TASK REQUIREMENTS: Entries follow. Give back exactly the lines starting at the one containing "sources and a seed" and ending at the one containing "simulated generator returns.", and no other lines.

RECORDS:
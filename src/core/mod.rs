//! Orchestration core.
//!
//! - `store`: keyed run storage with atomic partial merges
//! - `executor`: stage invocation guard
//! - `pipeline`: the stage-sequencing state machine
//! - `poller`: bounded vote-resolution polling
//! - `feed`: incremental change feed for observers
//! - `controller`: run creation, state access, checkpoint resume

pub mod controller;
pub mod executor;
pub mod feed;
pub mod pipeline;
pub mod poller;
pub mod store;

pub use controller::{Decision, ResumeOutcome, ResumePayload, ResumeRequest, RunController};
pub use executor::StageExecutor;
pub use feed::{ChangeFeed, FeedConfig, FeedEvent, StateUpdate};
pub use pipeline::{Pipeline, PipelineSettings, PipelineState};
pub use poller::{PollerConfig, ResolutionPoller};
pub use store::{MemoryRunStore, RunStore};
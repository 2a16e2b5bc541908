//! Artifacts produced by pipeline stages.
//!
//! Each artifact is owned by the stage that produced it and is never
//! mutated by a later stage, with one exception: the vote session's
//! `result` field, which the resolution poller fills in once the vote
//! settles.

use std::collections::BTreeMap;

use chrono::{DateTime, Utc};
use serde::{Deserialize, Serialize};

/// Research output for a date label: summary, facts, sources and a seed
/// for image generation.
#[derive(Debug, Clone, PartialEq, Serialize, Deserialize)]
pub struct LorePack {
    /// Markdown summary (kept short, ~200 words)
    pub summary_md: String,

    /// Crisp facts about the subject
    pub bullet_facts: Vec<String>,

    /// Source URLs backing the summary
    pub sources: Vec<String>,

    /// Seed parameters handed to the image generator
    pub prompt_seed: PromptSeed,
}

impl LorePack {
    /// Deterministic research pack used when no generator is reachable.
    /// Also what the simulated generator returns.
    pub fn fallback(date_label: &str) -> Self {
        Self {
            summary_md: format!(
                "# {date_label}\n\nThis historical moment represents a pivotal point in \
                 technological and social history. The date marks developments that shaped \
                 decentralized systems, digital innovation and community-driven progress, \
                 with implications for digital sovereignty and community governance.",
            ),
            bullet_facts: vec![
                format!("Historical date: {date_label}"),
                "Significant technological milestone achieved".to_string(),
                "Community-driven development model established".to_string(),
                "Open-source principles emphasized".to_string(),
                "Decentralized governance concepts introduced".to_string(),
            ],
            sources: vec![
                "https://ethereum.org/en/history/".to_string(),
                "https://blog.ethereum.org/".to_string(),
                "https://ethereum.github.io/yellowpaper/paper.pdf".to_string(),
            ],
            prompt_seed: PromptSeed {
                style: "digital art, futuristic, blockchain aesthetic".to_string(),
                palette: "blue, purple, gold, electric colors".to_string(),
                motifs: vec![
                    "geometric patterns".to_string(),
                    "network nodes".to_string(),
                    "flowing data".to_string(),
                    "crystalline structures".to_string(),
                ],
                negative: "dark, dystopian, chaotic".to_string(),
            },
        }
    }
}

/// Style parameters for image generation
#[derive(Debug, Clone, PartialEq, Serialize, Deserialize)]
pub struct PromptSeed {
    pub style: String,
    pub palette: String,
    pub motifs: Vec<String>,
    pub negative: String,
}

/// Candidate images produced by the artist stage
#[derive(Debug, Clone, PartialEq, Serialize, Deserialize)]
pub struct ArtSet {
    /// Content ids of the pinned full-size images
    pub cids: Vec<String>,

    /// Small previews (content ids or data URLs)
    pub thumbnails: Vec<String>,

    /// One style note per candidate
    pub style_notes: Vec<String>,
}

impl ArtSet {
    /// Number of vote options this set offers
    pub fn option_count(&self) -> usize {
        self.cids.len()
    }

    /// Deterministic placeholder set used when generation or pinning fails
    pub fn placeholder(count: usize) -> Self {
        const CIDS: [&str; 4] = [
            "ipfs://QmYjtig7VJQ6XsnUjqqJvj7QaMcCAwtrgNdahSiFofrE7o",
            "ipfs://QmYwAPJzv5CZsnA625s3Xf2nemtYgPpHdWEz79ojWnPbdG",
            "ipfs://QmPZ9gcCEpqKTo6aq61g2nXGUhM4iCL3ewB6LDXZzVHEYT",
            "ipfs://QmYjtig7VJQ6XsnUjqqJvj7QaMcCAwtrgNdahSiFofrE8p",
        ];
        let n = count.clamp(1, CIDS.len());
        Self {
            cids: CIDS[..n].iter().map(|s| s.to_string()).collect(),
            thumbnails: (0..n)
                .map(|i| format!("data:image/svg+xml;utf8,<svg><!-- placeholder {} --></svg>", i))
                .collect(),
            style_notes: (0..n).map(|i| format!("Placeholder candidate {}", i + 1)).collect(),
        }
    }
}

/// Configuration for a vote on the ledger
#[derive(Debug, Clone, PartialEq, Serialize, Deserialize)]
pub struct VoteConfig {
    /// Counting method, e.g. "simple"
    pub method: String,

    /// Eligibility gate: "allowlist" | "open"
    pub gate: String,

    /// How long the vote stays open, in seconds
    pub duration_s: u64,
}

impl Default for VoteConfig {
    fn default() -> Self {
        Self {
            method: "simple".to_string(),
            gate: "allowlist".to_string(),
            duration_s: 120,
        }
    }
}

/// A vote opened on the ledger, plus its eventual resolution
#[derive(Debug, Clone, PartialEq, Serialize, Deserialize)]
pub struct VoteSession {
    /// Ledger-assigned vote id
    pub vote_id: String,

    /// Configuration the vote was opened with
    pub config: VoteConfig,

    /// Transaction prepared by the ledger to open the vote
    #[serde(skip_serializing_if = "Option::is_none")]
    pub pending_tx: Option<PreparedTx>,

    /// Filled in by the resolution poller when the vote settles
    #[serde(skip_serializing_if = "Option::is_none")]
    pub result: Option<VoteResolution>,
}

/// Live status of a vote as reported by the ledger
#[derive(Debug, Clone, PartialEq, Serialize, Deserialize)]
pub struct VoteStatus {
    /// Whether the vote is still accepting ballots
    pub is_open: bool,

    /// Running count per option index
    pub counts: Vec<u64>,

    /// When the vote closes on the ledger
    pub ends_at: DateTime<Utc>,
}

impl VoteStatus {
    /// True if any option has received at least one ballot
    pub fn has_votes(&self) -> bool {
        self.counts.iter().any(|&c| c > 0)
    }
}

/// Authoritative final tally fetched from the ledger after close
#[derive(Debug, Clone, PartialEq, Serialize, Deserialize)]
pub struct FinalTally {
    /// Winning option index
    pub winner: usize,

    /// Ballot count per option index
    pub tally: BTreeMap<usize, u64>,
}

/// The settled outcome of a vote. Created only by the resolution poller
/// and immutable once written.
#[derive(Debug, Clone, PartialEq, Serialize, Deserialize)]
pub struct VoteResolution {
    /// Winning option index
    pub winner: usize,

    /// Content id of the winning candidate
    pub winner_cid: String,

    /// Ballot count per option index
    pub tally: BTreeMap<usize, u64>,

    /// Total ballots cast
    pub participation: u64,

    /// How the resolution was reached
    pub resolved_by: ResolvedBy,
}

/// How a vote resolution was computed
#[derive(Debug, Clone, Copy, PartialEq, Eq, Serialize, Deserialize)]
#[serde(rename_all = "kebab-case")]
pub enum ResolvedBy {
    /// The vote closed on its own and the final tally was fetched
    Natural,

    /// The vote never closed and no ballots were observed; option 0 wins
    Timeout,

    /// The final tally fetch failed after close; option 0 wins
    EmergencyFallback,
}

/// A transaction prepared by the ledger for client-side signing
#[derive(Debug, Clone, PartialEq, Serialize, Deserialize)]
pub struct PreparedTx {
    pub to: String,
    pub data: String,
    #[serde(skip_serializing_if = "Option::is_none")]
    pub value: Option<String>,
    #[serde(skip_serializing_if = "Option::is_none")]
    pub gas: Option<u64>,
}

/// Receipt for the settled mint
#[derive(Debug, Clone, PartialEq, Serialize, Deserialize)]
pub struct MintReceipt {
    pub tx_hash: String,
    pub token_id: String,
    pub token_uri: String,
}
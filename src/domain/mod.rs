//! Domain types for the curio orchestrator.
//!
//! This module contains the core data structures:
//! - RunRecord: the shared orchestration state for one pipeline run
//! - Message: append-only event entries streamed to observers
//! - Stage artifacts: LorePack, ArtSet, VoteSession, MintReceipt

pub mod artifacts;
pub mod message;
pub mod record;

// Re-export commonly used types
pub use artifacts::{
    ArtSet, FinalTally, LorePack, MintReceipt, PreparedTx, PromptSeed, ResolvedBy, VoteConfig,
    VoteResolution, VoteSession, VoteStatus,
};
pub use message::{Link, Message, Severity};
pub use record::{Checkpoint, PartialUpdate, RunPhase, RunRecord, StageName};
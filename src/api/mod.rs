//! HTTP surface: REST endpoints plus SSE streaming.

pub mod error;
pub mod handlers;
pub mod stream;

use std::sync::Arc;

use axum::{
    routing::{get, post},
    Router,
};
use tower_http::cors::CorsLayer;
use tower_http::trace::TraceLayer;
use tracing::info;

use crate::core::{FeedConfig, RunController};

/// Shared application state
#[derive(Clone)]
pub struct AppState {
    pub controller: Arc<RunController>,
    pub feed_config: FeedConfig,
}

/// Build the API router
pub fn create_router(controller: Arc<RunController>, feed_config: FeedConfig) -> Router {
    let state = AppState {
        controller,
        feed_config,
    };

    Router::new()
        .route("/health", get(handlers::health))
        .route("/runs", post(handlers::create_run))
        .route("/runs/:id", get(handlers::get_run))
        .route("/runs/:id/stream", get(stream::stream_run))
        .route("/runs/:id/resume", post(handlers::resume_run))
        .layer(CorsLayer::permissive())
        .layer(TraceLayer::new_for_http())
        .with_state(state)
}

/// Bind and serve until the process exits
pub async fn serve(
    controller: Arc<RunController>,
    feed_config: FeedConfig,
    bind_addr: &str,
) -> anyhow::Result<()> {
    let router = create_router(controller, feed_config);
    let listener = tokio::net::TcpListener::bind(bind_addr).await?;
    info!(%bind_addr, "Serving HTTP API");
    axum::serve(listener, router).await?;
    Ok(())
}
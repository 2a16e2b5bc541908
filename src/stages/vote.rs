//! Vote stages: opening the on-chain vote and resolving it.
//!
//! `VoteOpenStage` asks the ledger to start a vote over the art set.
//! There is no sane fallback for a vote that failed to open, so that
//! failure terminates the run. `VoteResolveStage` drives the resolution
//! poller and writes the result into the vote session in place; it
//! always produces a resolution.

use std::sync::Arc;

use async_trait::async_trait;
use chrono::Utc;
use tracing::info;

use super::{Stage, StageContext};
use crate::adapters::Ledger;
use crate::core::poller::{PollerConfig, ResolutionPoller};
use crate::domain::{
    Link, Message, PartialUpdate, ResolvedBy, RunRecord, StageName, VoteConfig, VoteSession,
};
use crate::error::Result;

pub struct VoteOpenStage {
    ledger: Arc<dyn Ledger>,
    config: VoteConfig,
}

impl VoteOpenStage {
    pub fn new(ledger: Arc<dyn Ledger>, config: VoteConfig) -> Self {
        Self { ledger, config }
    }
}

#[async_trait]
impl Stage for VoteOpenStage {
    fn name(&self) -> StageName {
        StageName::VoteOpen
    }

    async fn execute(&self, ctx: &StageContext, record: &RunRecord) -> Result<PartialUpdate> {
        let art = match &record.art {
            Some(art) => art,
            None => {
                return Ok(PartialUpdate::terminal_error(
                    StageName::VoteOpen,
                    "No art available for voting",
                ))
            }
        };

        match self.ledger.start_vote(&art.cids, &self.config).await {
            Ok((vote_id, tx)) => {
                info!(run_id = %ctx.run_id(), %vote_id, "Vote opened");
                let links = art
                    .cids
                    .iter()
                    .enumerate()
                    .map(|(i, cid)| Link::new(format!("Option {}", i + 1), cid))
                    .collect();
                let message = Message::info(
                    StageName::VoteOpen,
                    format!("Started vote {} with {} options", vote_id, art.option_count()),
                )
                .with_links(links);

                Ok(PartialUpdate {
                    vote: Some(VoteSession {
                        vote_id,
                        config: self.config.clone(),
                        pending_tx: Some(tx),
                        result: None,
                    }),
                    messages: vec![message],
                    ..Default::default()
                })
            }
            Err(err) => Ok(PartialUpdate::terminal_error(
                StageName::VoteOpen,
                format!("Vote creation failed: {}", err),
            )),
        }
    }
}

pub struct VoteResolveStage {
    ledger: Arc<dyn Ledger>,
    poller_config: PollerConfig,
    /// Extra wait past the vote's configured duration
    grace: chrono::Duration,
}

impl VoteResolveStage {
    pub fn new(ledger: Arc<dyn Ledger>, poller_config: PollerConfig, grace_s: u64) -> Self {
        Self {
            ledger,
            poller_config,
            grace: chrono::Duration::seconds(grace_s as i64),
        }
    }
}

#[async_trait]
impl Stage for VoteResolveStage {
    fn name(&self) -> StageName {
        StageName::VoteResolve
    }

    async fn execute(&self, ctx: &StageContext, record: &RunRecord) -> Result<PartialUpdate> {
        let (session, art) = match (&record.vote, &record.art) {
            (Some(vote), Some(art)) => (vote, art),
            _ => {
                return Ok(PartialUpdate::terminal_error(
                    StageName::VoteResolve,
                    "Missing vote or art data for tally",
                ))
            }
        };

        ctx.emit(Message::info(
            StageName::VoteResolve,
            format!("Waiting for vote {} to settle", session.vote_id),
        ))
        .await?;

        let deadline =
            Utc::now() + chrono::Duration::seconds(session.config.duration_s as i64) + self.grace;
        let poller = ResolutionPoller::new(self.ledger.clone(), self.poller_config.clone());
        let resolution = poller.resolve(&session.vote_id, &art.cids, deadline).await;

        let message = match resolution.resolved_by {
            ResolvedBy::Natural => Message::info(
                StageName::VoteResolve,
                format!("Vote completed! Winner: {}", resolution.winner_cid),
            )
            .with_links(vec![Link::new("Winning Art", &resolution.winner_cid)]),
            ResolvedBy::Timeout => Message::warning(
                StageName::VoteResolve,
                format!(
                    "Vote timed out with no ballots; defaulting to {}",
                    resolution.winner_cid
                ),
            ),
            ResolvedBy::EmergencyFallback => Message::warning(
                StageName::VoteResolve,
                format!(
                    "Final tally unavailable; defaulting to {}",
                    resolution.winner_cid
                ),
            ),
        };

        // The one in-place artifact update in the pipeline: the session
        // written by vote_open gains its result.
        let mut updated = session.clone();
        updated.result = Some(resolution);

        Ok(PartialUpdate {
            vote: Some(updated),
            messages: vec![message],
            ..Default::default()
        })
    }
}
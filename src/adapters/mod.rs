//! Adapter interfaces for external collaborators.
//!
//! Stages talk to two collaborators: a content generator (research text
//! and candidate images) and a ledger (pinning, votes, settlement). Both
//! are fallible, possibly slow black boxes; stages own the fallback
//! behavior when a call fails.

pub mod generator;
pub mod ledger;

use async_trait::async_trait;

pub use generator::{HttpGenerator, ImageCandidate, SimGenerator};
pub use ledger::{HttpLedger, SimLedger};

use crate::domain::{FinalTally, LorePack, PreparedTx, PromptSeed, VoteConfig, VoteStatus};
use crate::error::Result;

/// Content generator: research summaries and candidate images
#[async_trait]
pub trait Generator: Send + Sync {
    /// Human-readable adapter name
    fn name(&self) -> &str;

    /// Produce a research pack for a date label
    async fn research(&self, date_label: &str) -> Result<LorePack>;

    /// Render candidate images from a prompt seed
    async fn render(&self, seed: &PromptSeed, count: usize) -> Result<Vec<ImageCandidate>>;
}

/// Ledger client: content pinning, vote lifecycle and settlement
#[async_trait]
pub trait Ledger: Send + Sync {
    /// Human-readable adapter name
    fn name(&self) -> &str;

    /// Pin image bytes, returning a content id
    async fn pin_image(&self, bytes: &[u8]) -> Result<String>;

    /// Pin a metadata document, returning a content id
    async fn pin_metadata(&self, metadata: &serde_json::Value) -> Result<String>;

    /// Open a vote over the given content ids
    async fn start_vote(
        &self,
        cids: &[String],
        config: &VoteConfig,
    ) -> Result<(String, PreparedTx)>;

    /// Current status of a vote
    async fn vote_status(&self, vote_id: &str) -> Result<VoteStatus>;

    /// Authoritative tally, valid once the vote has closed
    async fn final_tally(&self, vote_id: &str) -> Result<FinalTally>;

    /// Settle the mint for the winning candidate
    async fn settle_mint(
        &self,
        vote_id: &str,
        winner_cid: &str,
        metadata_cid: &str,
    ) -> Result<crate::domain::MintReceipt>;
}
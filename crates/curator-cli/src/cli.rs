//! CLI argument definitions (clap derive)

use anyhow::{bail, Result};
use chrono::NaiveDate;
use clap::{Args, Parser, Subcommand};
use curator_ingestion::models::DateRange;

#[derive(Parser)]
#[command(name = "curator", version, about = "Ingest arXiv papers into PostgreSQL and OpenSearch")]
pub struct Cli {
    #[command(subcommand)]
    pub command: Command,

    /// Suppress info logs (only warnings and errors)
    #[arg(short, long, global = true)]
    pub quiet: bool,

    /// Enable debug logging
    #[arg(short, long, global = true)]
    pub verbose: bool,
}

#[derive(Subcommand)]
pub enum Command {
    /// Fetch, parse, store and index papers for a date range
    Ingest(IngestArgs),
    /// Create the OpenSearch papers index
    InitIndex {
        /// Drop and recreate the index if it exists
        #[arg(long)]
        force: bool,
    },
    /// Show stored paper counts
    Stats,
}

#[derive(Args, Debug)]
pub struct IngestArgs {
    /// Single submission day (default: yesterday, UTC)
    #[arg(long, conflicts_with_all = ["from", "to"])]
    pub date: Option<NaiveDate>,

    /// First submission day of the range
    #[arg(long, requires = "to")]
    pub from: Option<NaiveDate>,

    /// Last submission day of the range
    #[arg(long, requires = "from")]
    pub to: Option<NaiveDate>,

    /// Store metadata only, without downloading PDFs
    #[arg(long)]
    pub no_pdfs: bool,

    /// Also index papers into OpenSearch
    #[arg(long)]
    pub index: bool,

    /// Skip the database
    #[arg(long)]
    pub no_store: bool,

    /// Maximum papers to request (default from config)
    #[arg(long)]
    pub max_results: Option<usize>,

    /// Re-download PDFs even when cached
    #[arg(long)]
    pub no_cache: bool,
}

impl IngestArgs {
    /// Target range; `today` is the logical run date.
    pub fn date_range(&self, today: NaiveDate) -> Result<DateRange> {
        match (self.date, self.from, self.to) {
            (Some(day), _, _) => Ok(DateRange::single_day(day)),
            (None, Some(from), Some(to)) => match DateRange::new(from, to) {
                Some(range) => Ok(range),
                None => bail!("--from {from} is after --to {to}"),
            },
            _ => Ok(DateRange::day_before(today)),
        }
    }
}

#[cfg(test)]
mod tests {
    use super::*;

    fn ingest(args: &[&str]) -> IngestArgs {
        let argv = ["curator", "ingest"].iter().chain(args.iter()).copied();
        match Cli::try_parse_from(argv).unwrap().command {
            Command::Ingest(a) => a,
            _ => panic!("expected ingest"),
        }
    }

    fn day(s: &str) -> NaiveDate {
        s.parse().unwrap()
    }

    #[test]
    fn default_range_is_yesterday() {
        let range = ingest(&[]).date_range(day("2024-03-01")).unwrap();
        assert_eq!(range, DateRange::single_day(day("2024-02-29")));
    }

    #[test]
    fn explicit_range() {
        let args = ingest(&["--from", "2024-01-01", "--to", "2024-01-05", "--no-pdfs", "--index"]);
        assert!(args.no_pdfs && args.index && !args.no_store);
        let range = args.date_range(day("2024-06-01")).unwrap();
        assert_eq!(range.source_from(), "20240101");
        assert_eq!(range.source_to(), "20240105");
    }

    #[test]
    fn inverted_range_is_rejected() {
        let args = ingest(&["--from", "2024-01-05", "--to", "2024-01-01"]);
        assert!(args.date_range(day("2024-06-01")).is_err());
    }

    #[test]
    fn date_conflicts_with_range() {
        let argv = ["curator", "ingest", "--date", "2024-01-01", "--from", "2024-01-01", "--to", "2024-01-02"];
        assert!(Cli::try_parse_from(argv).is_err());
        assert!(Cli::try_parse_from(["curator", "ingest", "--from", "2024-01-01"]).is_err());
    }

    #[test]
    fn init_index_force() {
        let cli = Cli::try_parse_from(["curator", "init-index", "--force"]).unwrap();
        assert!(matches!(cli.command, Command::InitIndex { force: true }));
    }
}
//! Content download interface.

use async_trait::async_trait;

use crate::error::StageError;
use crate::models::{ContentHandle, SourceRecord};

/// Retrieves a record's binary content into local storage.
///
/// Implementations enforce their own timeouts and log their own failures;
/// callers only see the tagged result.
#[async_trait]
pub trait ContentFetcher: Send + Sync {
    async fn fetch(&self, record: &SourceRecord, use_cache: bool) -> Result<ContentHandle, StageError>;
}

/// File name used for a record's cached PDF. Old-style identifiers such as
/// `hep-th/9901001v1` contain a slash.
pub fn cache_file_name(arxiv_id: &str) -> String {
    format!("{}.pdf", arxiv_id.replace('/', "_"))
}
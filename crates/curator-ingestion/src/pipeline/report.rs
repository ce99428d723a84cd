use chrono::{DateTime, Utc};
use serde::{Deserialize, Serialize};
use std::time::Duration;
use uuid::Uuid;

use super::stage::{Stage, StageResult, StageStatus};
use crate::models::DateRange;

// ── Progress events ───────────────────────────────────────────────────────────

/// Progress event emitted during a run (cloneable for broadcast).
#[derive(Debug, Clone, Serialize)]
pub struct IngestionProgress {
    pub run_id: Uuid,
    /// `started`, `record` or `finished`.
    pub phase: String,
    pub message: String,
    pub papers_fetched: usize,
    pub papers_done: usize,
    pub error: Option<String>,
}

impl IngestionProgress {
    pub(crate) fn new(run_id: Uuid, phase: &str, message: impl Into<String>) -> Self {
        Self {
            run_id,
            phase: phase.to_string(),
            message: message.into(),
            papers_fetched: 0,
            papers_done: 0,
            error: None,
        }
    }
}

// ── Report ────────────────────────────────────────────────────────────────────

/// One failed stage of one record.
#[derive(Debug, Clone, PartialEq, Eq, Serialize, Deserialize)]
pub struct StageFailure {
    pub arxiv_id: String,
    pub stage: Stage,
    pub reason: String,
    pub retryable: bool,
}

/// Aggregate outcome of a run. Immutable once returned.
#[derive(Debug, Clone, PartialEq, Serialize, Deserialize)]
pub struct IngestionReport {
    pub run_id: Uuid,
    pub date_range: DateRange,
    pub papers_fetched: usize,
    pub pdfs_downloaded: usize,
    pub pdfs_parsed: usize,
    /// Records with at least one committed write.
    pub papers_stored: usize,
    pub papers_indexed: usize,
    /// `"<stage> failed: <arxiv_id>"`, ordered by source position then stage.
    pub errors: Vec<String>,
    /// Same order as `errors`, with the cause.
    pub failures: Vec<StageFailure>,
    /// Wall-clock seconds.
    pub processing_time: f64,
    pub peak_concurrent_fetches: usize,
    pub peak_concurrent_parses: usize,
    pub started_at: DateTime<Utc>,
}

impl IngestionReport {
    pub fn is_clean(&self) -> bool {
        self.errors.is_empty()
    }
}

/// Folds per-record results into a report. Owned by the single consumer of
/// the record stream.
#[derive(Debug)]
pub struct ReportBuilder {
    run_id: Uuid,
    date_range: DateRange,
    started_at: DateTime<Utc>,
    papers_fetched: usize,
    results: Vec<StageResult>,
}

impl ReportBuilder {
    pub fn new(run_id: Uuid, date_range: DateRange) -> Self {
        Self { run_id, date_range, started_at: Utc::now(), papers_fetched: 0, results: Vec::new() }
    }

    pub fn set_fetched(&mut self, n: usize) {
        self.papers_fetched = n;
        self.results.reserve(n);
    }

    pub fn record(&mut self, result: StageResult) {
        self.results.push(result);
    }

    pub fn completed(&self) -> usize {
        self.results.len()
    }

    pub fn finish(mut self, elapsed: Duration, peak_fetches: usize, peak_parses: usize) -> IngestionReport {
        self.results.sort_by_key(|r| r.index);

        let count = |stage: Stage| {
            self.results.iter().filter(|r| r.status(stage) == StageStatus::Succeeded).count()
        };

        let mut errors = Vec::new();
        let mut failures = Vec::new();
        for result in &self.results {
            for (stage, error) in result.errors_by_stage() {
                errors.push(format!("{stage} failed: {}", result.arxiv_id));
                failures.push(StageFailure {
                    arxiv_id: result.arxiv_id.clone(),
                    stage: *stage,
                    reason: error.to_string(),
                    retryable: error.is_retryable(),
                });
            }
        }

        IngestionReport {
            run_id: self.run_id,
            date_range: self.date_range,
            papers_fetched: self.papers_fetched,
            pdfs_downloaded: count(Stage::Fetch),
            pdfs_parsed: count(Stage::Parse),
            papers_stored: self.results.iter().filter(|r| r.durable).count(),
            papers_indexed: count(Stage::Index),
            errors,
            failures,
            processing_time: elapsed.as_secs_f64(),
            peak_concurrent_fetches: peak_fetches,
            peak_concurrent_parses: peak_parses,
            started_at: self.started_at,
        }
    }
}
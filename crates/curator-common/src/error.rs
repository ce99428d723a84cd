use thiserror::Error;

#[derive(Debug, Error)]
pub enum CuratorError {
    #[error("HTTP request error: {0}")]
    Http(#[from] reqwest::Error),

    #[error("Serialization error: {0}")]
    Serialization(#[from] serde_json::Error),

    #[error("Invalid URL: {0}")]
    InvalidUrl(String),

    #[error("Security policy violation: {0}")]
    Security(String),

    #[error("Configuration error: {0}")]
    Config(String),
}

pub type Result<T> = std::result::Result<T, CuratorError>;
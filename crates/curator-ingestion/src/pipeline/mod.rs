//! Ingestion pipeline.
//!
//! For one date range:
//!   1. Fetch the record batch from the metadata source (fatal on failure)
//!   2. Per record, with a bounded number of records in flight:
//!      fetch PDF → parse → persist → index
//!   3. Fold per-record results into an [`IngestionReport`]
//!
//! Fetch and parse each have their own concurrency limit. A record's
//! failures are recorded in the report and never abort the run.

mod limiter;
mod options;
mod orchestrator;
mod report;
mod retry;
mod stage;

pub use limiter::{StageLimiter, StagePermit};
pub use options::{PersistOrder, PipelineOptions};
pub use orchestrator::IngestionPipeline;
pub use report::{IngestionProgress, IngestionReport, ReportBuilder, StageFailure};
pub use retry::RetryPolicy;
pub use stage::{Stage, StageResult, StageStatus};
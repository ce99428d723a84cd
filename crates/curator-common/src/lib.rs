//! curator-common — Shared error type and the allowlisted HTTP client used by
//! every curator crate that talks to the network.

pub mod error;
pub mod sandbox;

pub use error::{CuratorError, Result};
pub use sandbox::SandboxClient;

RESULT OF THE TASK:
/// Research output for a date label: summary, facts, sources and a seed
/// for image generation.
#[derive(Debug, Clone, PartialEq, Serialize, Deserialize)]
pub struct LorePack {
    /// Markdown summary (kept short, ~200 words)
    pub summary_md: String,

    /// Crisp facts about the subject
    pub bullet_facts: Vec<String>,

    /// Source URLs backing the summary
    pub sources: Vec<String>,

    /// Seed parameters handed to the image generator
    pub prompt_seed: PromptSeed,
}

impl LorePack {
    /// Deterministic research pack used when no generator is reachable.
    /// Also what the simulated generator returns.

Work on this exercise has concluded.